Adolescent girls are the world's most economically vulnerable group; significantly more so than adult women or adolescent boys. Persistent discrimination and entrenched gender disparities remain a major driver of poverty for these young women. Even in the 21st Century, we still face significant gender-based violence, with half of all sexual assaults committed against girls under the age of 16. We still face higher rates of HIV infection, unwanted pregnancies, child, early and forced marriage and harmful traditional practices such as female genital mutilation. Girls and young women face the double discrimination of their sex and age but this is exacerbated for marginalised groups such as young women living with disabilities, LGBTQI communities and those living in conflict zones, among others. This is not acceptable.
The post-2015 development agenda represents a vital opportunity to bring about a transformative change in the lives of the world’s young women and their communities. For this to happen, girls and young women must be central to the new development agenda.
The Young Women’s Caucus calls for a standalone goal on gender equality and empowerment that adopts a life-cycle approach as well as gender to be mainstreamed under all other goals. This will ensure the new agenda empowers girls and women at different stages in their lives so the issues that face us, as young women today, will not cripple our progress as women of the future.

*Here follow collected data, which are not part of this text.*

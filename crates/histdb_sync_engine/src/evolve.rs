//! Reconciliation of fetched snapshots against stored history.
//!
//! Each observation compares the fresh payload with the open version of
//! the same record and either creates, evolves, or leaves it alone. An
//! evolve closes the old version and opens the new one at the same
//! instant, so a record's consecutive lifespans always meet exactly at
//! the observation time.

use std::collections::BTreeMap;

use histdb_core::{AccountId, NaturalKey, StoreResult, TemporalPayload, Timestamp, UnitOfWork};

/// Counters describing what one reconciliation pass did.
#[derive(Debug, Clone, Copy, Default, PartialEq, Eq)]
pub struct EvolveStats {
    /// Records observed for the first time.
    pub created: usize,
    /// Records whose value changed (old closed, new opened).
    pub evolved: usize,
    /// Records closed because the fresh set no longer contains them.
    pub closed: usize,
    /// Records whose value matched the open version.
    pub unchanged: usize,
}

impl EvolveStats {
    /// Number of versions written by the pass.
    pub fn changes(&self) -> usize {
        self.created + self.evolved + self.closed
    }

    /// Whether the pass wrote nothing.
    pub fn is_noop(&self) -> bool {
        self.changes() == 0
    }

    /// Folds another pass's counters into this one.
    pub fn merge(&mut self, other: Self) {
        self.created += other.created;
        self.evolved += other.evolved;
        self.closed += other.closed;
        self.unchanged += other.unchanged;
    }
}

/// Reconciles one observed record.
///
/// The first observation of a key creates an open version starting at
/// `at`. A payload equal to the open version (per
/// [`TemporalPayload::same_value`]) is a no-op, so replaying the same
/// snapshot is idempotent. A differing payload closes the open version
/// at `at` and creates a new open version starting at `at`.
pub fn reconcile<P: TemporalPayload>(
    uow: &mut UnitOfWork<'_>,
    account: AccountId,
    at: Timestamp,
    fresh: &P,
) -> StoreResult<EvolveStats> {
    let mut stats = EvolveStats::default();
    reconcile_into(uow, account, at, fresh, &mut stats)?;
    Ok(stats)
}

/// Reconciles a full observed set of records of one data type.
///
/// Every record in `fresh` is reconciled as in [`reconcile`]; when the
/// snapshot repeats a natural key, the last occurrence wins. Records
/// live at `at` whose key is absent from `fresh` are closed at `at`
/// with no replacement — the endpoint reports complete state, so
/// absence means the record is gone.
pub fn reconcile_set<P: TemporalPayload>(
    uow: &mut UnitOfWork<'_>,
    account: AccountId,
    at: Timestamp,
    fresh: Vec<P>,
) -> StoreResult<EvolveStats> {
    let mut stats = EvolveStats::default();

    let mut observed: BTreeMap<NaturalKey, P> = BTreeMap::new();
    for payload in fresh {
        observed.insert(payload.natural_key(), payload);
    }

    for version in uow.live_for::<P>(account, at)? {
        if !observed.contains_key(&version.key) {
            uow.close::<P>(account, &version.key, version.life.start, at)?;
            stats.closed += 1;
        }
    }

    for payload in observed.values() {
        reconcile_into(uow, account, at, payload, &mut stats)?;
    }

    Ok(stats)
}

fn reconcile_into<P: TemporalPayload>(
    uow: &mut UnitOfWork<'_>,
    account: AccountId,
    at: Timestamp,
    fresh: &P,
    stats: &mut EvolveStats,
) -> StoreResult<()> {
    let key = fresh.natural_key();
    match uow.latest::<P>(account, &key)? {
        None => {
            uow.create(account, at, fresh)?;
            stats.created += 1;
        }
        Some(current) if current.payload.same_value(fresh) => {
            stats.unchanged += 1;
        }
        Some(current) => {
            uow.close::<P>(account, &key, current.life.start, at)?;
            uow.create(account, at, fresh)?;
            stats.evolved += 1;
        }
    }
    Ok(())
}

#[cfg(test)]
mod tests {
    use super::*;
    use histdb_core::{HistoryStore, Lifespan};
    use histdb_model::{Credits, Title, WalletBalance};

    const ACCOUNT: AccountId = AccountId::new(93_813_310);

    fn at(millis: i64) -> Timestamp {
        Timestamp::from_millis(millis)
    }

    #[test]
    fn first_observation_creates() {
        let store = HistoryStore::open_in_memory().unwrap();
        let balance = WalletBalance::new(1000, Credits::from_f64(8123.00));

        let stats = store
            .unit_of_work(|uow| reconcile(uow, ACCOUNT, at(1_000), &balance))
            .unwrap();
        assert_eq!(stats.created, 1);
        assert_eq!(stats.changes(), 1);

        let live = store
            .table::<WalletBalance>()
            .latest(ACCOUNT, &NaturalKey::Int(1000))
            .unwrap()
            .unwrap();
        assert_eq!(live.payload, balance);
        assert_eq!(live.life, Lifespan::open(at(1_000)));
    }

    #[test]
    fn identical_snapshot_is_noop() {
        let store = HistoryStore::open_in_memory().unwrap();
        let balance = WalletBalance::new(1000, Credits::from_f64(8123.00));

        store
            .unit_of_work(|uow| reconcile(uow, ACCOUNT, at(1_000), &balance))
            .unwrap();
        let stats = store
            .unit_of_work(|uow| reconcile(uow, ACCOUNT, at(2_000), &balance))
            .unwrap();

        assert_eq!(stats.unchanged, 1);
        assert!(stats.is_noop());

        let history = store
            .table::<WalletBalance>()
            .history(ACCOUNT, &NaturalKey::Int(1000), Lifespan::open(Timestamp::EPOCH))
            .unwrap();
        assert_eq!(history.len(), 1);
        assert!(history[0].is_open());
    }

    #[test]
    fn representation_noise_is_no_change() {
        let store = HistoryStore::open_in_memory().unwrap();

        store
            .unit_of_work(|uow| {
                reconcile(
                    uow,
                    ACCOUNT,
                    at(1_000),
                    &WalletBalance::new(1000, Credits::from_f64(100.10)),
                )
            })
            .unwrap();
        let stats = store
            .unit_of_work(|uow| {
                reconcile(
                    uow,
                    ACCOUNT,
                    at(2_000),
                    &WalletBalance::new(1000, Credits::from_f64(100.099_999_999)),
                )
            })
            .unwrap();

        assert_eq!(stats.unchanged, 1);
    }

    #[test]
    fn changed_value_evolves_at_exact_boundary() {
        let store = HistoryStore::open_in_memory().unwrap();
        let key = NaturalKey::Int(1000);

        store
            .unit_of_work(|uow| {
                reconcile(
                    uow,
                    ACCOUNT,
                    at(1_000),
                    &WalletBalance::new(1000, Credits::from_f64(8123.00)),
                )
            })
            .unwrap();
        let stats = store
            .unit_of_work(|uow| {
                reconcile(
                    uow,
                    ACCOUNT,
                    at(5_000),
                    &WalletBalance::new(1000, Credits::from_f64(12_994.75)),
                )
            })
            .unwrap();
        assert_eq!(stats.evolved, 1);

        let history = store
            .table::<WalletBalance>()
            .history(ACCOUNT, &key, Lifespan::open(Timestamp::EPOCH))
            .unwrap();
        assert_eq!(history.len(), 2);
        assert_eq!(history[0].life, Lifespan::new(at(1_000), at(5_000)));
        assert_eq!(history[1].life, Lifespan::open(at(5_000)));
        assert_eq!(history[0].life.end, history[1].life.start);
        assert_eq!(history[1].payload.balance, Credits::from_hundredths(1_299_475));
    }

    #[test]
    fn set_diff_creates_evolves_and_closes() {
        let store = HistoryStore::open_in_memory().unwrap();

        store
            .unit_of_work(|uow| {
                reconcile_set(
                    uow,
                    ACCOUNT,
                    at(1_000),
                    vec![Title::new(1, "Mining Director"), Title::new(2, "Recruiter")],
                )
            })
            .unwrap();
        let stats = store
            .unit_of_work(|uow| {
                reconcile_set(
                    uow,
                    ACCOUNT,
                    at(2_000),
                    vec![Title::new(1, "Fleet Commander"), Title::new(3, "Diplomat")],
                )
            })
            .unwrap();

        assert_eq!(stats.evolved, 1);
        assert_eq!(stats.created, 1);
        assert_eq!(stats.closed, 1);
        assert_eq!(stats.unchanged, 0);

        let table = store.table::<Title>();
        let live = table.live_for(ACCOUNT, at(2_000)).unwrap();
        let names: Vec<&str> = live.iter().map(|v| v.payload.name.as_str()).collect();
        assert_eq!(names, ["Fleet Commander", "Diplomat"]);

        let gone = table.latest(ACCOUNT, &NaturalKey::Int(2)).unwrap();
        assert!(gone.is_none());
        let closed = table.get_at(ACCOUNT, &NaturalKey::Int(2), at(1_500)).unwrap().unwrap();
        assert_eq!(closed.life.end, at(2_000));
    }

    #[test]
    fn repeated_key_last_occurrence_wins() {
        let store = HistoryStore::open_in_memory().unwrap();

        let stats = store
            .unit_of_work(|uow| {
                reconcile_set(
                    uow,
                    ACCOUNT,
                    at(1_000),
                    vec![Title::new(7, "Stale"), Title::new(7, "Current")],
                )
            })
            .unwrap();
        assert_eq!(stats.created, 1);

        let live = store
            .table::<Title>()
            .latest(ACCOUNT, &NaturalKey::Int(7))
            .unwrap()
            .unwrap();
        assert_eq!(live.payload.name, "Current");
    }

    #[test]
    fn empty_set_closes_everything() {
        let store = HistoryStore::open_in_memory().unwrap();

        store
            .unit_of_work(|uow| {
                reconcile_set(
                    uow,
                    ACCOUNT,
                    at(1_000),
                    vec![Title::new(1, "A"), Title::new(2, "B")],
                )
            })
            .unwrap();
        let stats = store
            .unit_of_work(|uow| reconcile_set::<Title>(uow, ACCOUNT, at(2_000), Vec::new()))
            .unwrap();

        assert_eq!(stats.closed, 2);
        let live = store.table::<Title>().live_for(ACCOUNT, at(2_000)).unwrap();
        assert!(live.is_empty());
    }

    #[test]
    fn whole_pass_commits_as_one_unit() {
        let store = HistoryStore::open_in_memory().unwrap();

        store
            .unit_of_work(|uow| {
                reconcile_set(uow, ACCOUNT, at(1_000), vec![Title::new(1, "A")])
            })
            .unwrap();

        // A close inside the pass cannot land without its sibling create.
        let result = store.unit_of_work(|uow| {
            reconcile_set(uow, ACCOUNT, at(2_000), vec![Title::new(2, "B")])?;
            Err::<(), _>(histdb_core::StoreError::invalid_format("abort"))
        });
        assert!(result.is_err());

        let live = store.table::<Title>().live_for(ACCOUNT, at(2_000)).unwrap();
        assert_eq!(live.len(), 1);
        assert_eq!(live[0].payload.name, "A");
    }
}
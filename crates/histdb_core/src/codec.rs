//! CBOR encoding helpers.
//!
//! Payloads and journal bodies are CBOR. Struct fields serialize in
//! declaration order and the model crates use `BTreeMap` for any map
//! content, so encoding a given value always produces the same bytes.

use crate::error::{StoreError, StoreResult};
use serde::de::DeserializeOwned;
use serde::Serialize;

/// Encodes a value to CBOR bytes.
///
/// # Errors
///
/// Returns [`StoreError::Codec`] if serialization fails.
pub fn to_vec<T: Serialize>(value: &T) -> StoreResult<Vec<u8>> {
    let mut buf = Vec::new();
    ciborium::ser::into_writer(value, &mut buf).map_err(|e| StoreError::codec(e.to_string()))?;
    Ok(buf)
}

/// Decodes a value from CBOR bytes.
///
/// # Errors
///
/// Returns [`StoreError::Codec`] if the bytes are not valid CBOR for `T`.
pub fn from_slice<T: DeserializeOwned>(bytes: &[u8]) -> StoreResult<T> {
    ciborium::de::from_reader(bytes).map_err(|e| StoreError::codec(e.to_string()))
}
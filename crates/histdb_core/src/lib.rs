//! # HistDB Core
//!
//! Temporal record store for HistDB.
//!
//! This crate keeps the full history of observed account state. Records
//! never change in place: each is a chain of immutable versions, every
//! version carrying the half-open interval `[life.start, life.end)`
//! during which it was the truth. The open version of a record has an
//! end of [`Timestamp::FOREVER`].
//!
//! ## Design Principles
//!
//! - The journal is the sole source of truth; every table, version,
//!   tracker, and container is rebuilt by replaying it on open
//! - Mutations happen in atomic units of work; a unit is journaled and
//!   applied in full, or not at all
//! - Versions of one record never overlap, and closing at the same
//!   instant a successor starts leaves no gap between them
//! - Sync trackers carry the fetch schedule, with at most one
//!   unfinished tracker per account and kind
//!
//! ## Example
//!
//! ```rust
//! use histdb_core::{AccountId, HistoryStore, NaturalKey, TemporalPayload, Timestamp};
//! use serde::{Deserialize, Serialize};
//!
//! #[derive(Debug, Clone, PartialEq, Serialize, Deserialize)]
//! struct Standing {
//!     faction_id: i64,
//!     value: i64,
//! }
//!
//! impl TemporalPayload for Standing {
//!     const KIND: &'static str = "standings";
//!
//!     fn natural_key(&self) -> NaturalKey {
//!         NaturalKey::int(self.faction_id)
//!     }
//! }
//!
//! let store = HistoryStore::open_in_memory()?;
//! let account = AccountId::new(7);
//! let now = Timestamp::from_millis(1_000);
//!
//! store.unit_of_work(|uow| {
//!     uow.create(
//!         account,
//!         now,
//!         &Standing {
//!             faction_id: 500_001,
//!             value: 5,
//!         },
//!     )
//! })?;
//!
//! let current = store
//!     .table::<Standing>()
//!     .latest(account, &NaturalKey::int(500_001))?
//!     .expect("just created");
//! assert_eq!(current.payload.value, 5);
//! assert!(current.life.is_open());
//!
//! store.close()?;
//! # Ok::<(), histdb_core::StoreError>(())
//! ```

#![deny(unsafe_code)]
#![warn(missing_docs)]

mod codec;
mod config;
mod dir;
mod error;
mod journal;
mod record;
mod store;
mod table;
mod time;
mod tracker;
mod types;
mod uow;

pub use config::StoreConfig;
pub use error::{StoreError, StoreResult};
pub use record::{NaturalKey, TemporalPayload, Version};
pub use store::{HistoryStore, StoreStats};
pub use table::{LiveScan, Page, PageRequest, TemporalTable};
pub use time::{Lifespan, Timestamp};
pub use tracker::{SyncStatus, SyncTracker, TrackerId};
pub use types::{AccountId, SequenceNo, TableId, UnitId};
pub use uow::UnitOfWork;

We must: eliminate violence against girls and women, including harmful traditional practices; have equality in meaningful decision-making at all levels – in both the political, social and economic arenas and in the private domain; have access to quality education at all levels, including non-formal education; have universal access to health services which are non- judgemental, confidential and evidence-based, including sexual and reproductive health and rights. We must eliminate deeply-rooted discriminatory social norms, practices and stereotypes that prevent us from enjoying the full spectrum of our human rights.
The framework must acknowledge the cross-cutting nature of these issues for the world’s 860 million young women, by including specific targets which ensure national accountability. Data collected must be disaggregated by sex and age.
We are more than statistics; we are people whose human rights have to be at the core of any transformative agenda.
Our voices must count in shaping the future of humanity.